**Supplied material**
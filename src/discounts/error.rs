use axum::{
    http::StatusCode,
    response::{IntoResponse, Response},
    Json,
};
use serde_json::json;

/// Error types for discount operations
#[derive(Debug, thiserror::Error)]
pub enum DiscountError {
    #[error("Database error: {0}")]
    Database(#[from] sqlx::Error),

    #[error("Discount not found")]
    NotFound,

    #[error("Validation error: {0}")]
    Validation(String),

    #[error("A discount sweep is already running")]
    SweepInProgress,
}

impl IntoResponse for DiscountError {
    fn into_response(self) -> Response {
        let (status, error_message) = match &self {
            DiscountError::Database(err) => {
                tracing::error!("Database error: {:?}", err);
                (
                    StatusCode::INTERNAL_SERVER_ERROR,
                    "A database error occurred".to_string(),
                )
            }
            DiscountError::NotFound => (StatusCode::NOT_FOUND, self.to_string()),
            DiscountError::Validation(_) => (StatusCode::BAD_REQUEST, self.to_string()),
            DiscountError::SweepInProgress => (StatusCode::CONFLICT, self.to_string()),
        };

        let body = Json(json!({
            "error": error_message,
        }));

        (status, body).into_response()
    }
}
use crate::orders::OrderStatus;

/// Service for managing order status transitions
pub struct StatusMachine;

impl StatusMachine {
    /// Check if a status transition is valid
    ///
    /// # Valid Transitions
    /// - Pending → Processing, Cancelled
    /// - Processing → Shipped, Delivered, Cancelled
    /// - Shipped → Delivered, Cancelled
    /// - Delivered → Cancelled, Returned
    /// - Cancelled, Returned → (terminal, no transitions)
    ///
    /// Repeating the current status is not valid: transitions carry stock and
    /// analytics side effects, so a repeated `cancelled` would restore stock
    /// twice.
    pub fn is_valid_transition(from: OrderStatus, to: OrderStatus) -> bool {
        Self::allowed_sources(to).contains(&from)
    }

    /// The set of statuses an order may be in for a transition into `to`
    pub fn allowed_sources(to: OrderStatus) -> &'static [OrderStatus] {
        match to {
            // Orders are created in pending; nothing transitions back into it
            OrderStatus::Pending => &[],
            OrderStatus::Processing => &[OrderStatus::Pending],
            OrderStatus::Shipped => &[OrderStatus::Processing],
            OrderStatus::Delivered => &[OrderStatus::Shipped, OrderStatus::Processing],
            OrderStatus::Cancelled => &[
                OrderStatus::Pending,
                OrderStatus::Processing,
                OrderStatus::Shipped,
                OrderStatus::Delivered,
            ],
            OrderStatus::Returned => &[OrderStatus::Delivered],
        }
    }

    /// Attempt to transition from one status to another
    ///
    /// # Returns
    /// `Ok(to)` if the transition is valid, `Err(message)` otherwise
    pub fn transition(from: OrderStatus, to: OrderStatus) -> Result<OrderStatus, String> {
        if Self::is_valid_transition(from, to) {
            Ok(to)
        } else {
            Err(format!("Invalid status transition from {} to {}", from, to))
        }
    }
}


#[cfg(test)]
mod property_tests {
    use super::*;
    use proptest::prelude::*;

    fn order_status_strategy() -> impl Strategy<Value = OrderStatus> {
        prop_oneof![
            Just(OrderStatus::Pending),
            Just(OrderStatus::Processing),
            Just(OrderStatus::Shipped),
            Just(OrderStatus::Delivered),
            Just(OrderStatus::Cancelled),
            Just(OrderStatus::Returned),
        ]
    }

    /// Terminal statuses admit no outgoing transitions
    #[test]
    fn prop_terminal_statuses_have_no_exits() {
        proptest!(|(to in order_status_strategy())| {
            prop_assert!(!StatusMachine::is_valid_transition(OrderStatus::Cancelled, to));
            prop_assert!(!StatusMachine::is_valid_transition(OrderStatus::Returned, to));
        });
    }

    /// Any non-terminal status can be cancelled
    #[test]
    fn prop_non_terminal_can_always_cancel() {
        proptest!(|(from in order_status_strategy())| {
            if !matches!(from, OrderStatus::Cancelled | OrderStatus::Returned) {
                prop_assert!(
                    StatusMachine::is_valid_transition(from, OrderStatus::Cancelled),
                    "Transition from {} to Cancelled should be valid",
                    from
                );
            }
        });
    }

    /// transition() and is_valid_transition() agree
    #[test]
    fn prop_transition_consistency() {
        proptest!(|(
            from in order_status_strategy(),
            to in order_status_strategy()
        )| {
            let is_valid = StatusMachine::is_valid_transition(from, to);
            let transition_result = StatusMachine::transition(from, to);

            if is_valid {
                prop_assert_eq!(transition_result, Ok(to));
            } else {
                prop_assert!(transition_result.is_err());
            }
        });
    }

    /// allowed_sources and is_valid_transition describe the same relation
    #[test]
    fn prop_allowed_sources_consistency() {
        proptest!(|(
            from in order_status_strategy(),
            to in order_status_strategy()
        )| {
            prop_assert_eq!(
                StatusMachine::allowed_sources(to).contains(&from),
                StatusMachine::is_valid_transition(from, to)
            );
        });
    }
}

**The problem**
Output all entries again exactly; no line may be altered.

**Output**
filename src/discounts/error.rs
use axum::{
    http::StatusCode,
    response::{IntoResponse, Response},
    Json,
};
use serde_json::json;

/// Error types for discount operations
#[derive(Debug, thiserror::Error)]
pub enum DiscountError {
    #[error("Database error: {0}")]
    Database(#[from] sqlx::Error),

    #[error("Discount not found")]
    NotFound,

    #[error("Validation error: {0}")]
    Validation(String),

    #[error("A discount sweep is already running")]
    SweepInProgress,
}

impl IntoResponse for DiscountError {
    fn into_response(self) -> Response {
        let (status, error_message) = match &self {
            DiscountError::Database(err) => {
                tracing::error!("Database error: {:?}", err);
                (
                    StatusCode::INTERNAL_SERVER_ERROR,
                    "A database error occurred".to_string(),
                )
            }
            DiscountError::NotFound => (StatusCode::NOT_FOUND, self.to_string()),
            DiscountError::Validation(_) => (StatusCode::BAD_REQUEST, self.to_string()),
            DiscountError::SweepInProgress => (StatusCode::CONFLICT, self.to_string()),
        };

        let body = Json(json!({
            "error": error_message,
        }));

        (status, body).into_response()
    }
}
use crate::orders::OrderStatus;

/// Service for managing order status transitions
pub struct StatusMachine;

impl StatusMachine {
    /// Check if a status transition is valid
    ///
    /// # Valid Transitions
    /// - Pending → Processing, Cancelled
    /// - Processing → Shipped, Delivered, Cancelled
    /// - Shipped → Delivered, Cancelled
    /// - Delivered → Cancelled, Returned
    /// - Cancelled, Returned → (terminal, no transitions)
    ///
    /// Repeating the current status is not valid: transitions carry stock and
    /// analytics side effects, so a repeated `cancelled` would restore stock
    /// twice.
    pub fn is_valid_transition(from: OrderStatus, to: OrderStatus) -> bool {
        Self::allowed_sources(to).contains(&from)
    }

    /// The set of statuses an order may be in for a transition into `to`
    pub fn allowed_sources(to: OrderStatus) -> &'static [OrderStatus] {
        match to {
            // Orders are created in pending; nothing transitions back into it
            OrderStatus::Pending => &[],
            OrderStatus::Processing => &[OrderStatus::Pending],
            OrderStatus::Shipped => &[OrderStatus::Processing],
            OrderStatus::Delivered => &[OrderStatus::Shipped, OrderStatus::Processing],
            OrderStatus::Cancelled => &[
                OrderStatus::Pending,
                OrderStatus::Processing,
                OrderStatus::Shipped,
                OrderStatus::Delivered,
            ],
            OrderStatus::Returned => &[OrderStatus::Delivered],
        }
    }

    /// Attempt to transition from one status to another
    ///
    /// # Returns
    /// `Ok(to)` if the transition is valid, `Err(message)` otherwise
    pub fn transition(from: OrderStatus, to: OrderStatus) -> Result<OrderStatus, String> {
        if Self::is_valid_transition(from, to) {
            Ok(to)
        } else {
            Err(format!("Invalid status transition from {} to {}", from, to))
        }
    }
}


#[cfg(test)]
mod property_tests {
    use super::*;
    use proptest::prelude::*;

    fn order_status_strategy() -> impl Strategy<Value = OrderStatus> {
        prop_oneof![
            Just(OrderStatus::Pending),
            Just(OrderStatus::Processing),
            Just(OrderStatus::Shipped),
            Just(OrderStatus::Delivered),
            Just(OrderStatus::Cancelled),
            Just(OrderStatus::Returned),
        ]
    }

    /// Terminal statuses admit no outgoing transitions
    #[test]
    fn prop_terminal_statuses_have_no_exits() {
        proptest!(|(to in order_status_strategy())| {
            prop_assert!(!StatusMachine::is_valid_transition(OrderStatus::Cancelled, to));
            prop_assert!(!StatusMachine::is_valid_transition(OrderStatus::Returned, to));
        });
    }

    /// Any non-terminal status can be cancelled
    #[test]
    fn prop_non_terminal_can_always_cancel() {
        proptest!(|(from in order_status_strategy())| {
            if !matches!(from, OrderStatus::Cancelled | OrderStatus::Returned) {
                prop_assert!(
                    StatusMachine::is_valid_transition(from, OrderStatus::Cancelled),
                    "Transition from {} to Cancelled should be valid",
                    from
                );
            }
        });
    }

    /// transition() and is_valid_transition() agree
    #[test]
    fn prop_transition_consistency() {
        proptest!(|(
            from in order_status_strategy(),
            to in order_status_strategy()
        )| {
            let is_valid = StatusMachine::is_valid_transition(from, to);
            let transition_result = StatusMachine::transition(from, to);

            if is_valid {
                prop_assert_eq!(transition_result, Ok(to));
            } else {
                prop_assert!(transition_result.is_err());
            }
        });
    }

    /// allowed_sources and is_valid_transition describe the same relation
    #[test]
    fn prop_allowed_sources_consistency() {
        proptest!(|(
            from in order_status_strategy(),
            to in order_status_strategy()
        )| {
            prop_assert_eq!(
                StatusMachine::allowed_sources(to).contains(&from),
                StatusMachine::is_valid_transition(from, to)
            );
        });
    }
}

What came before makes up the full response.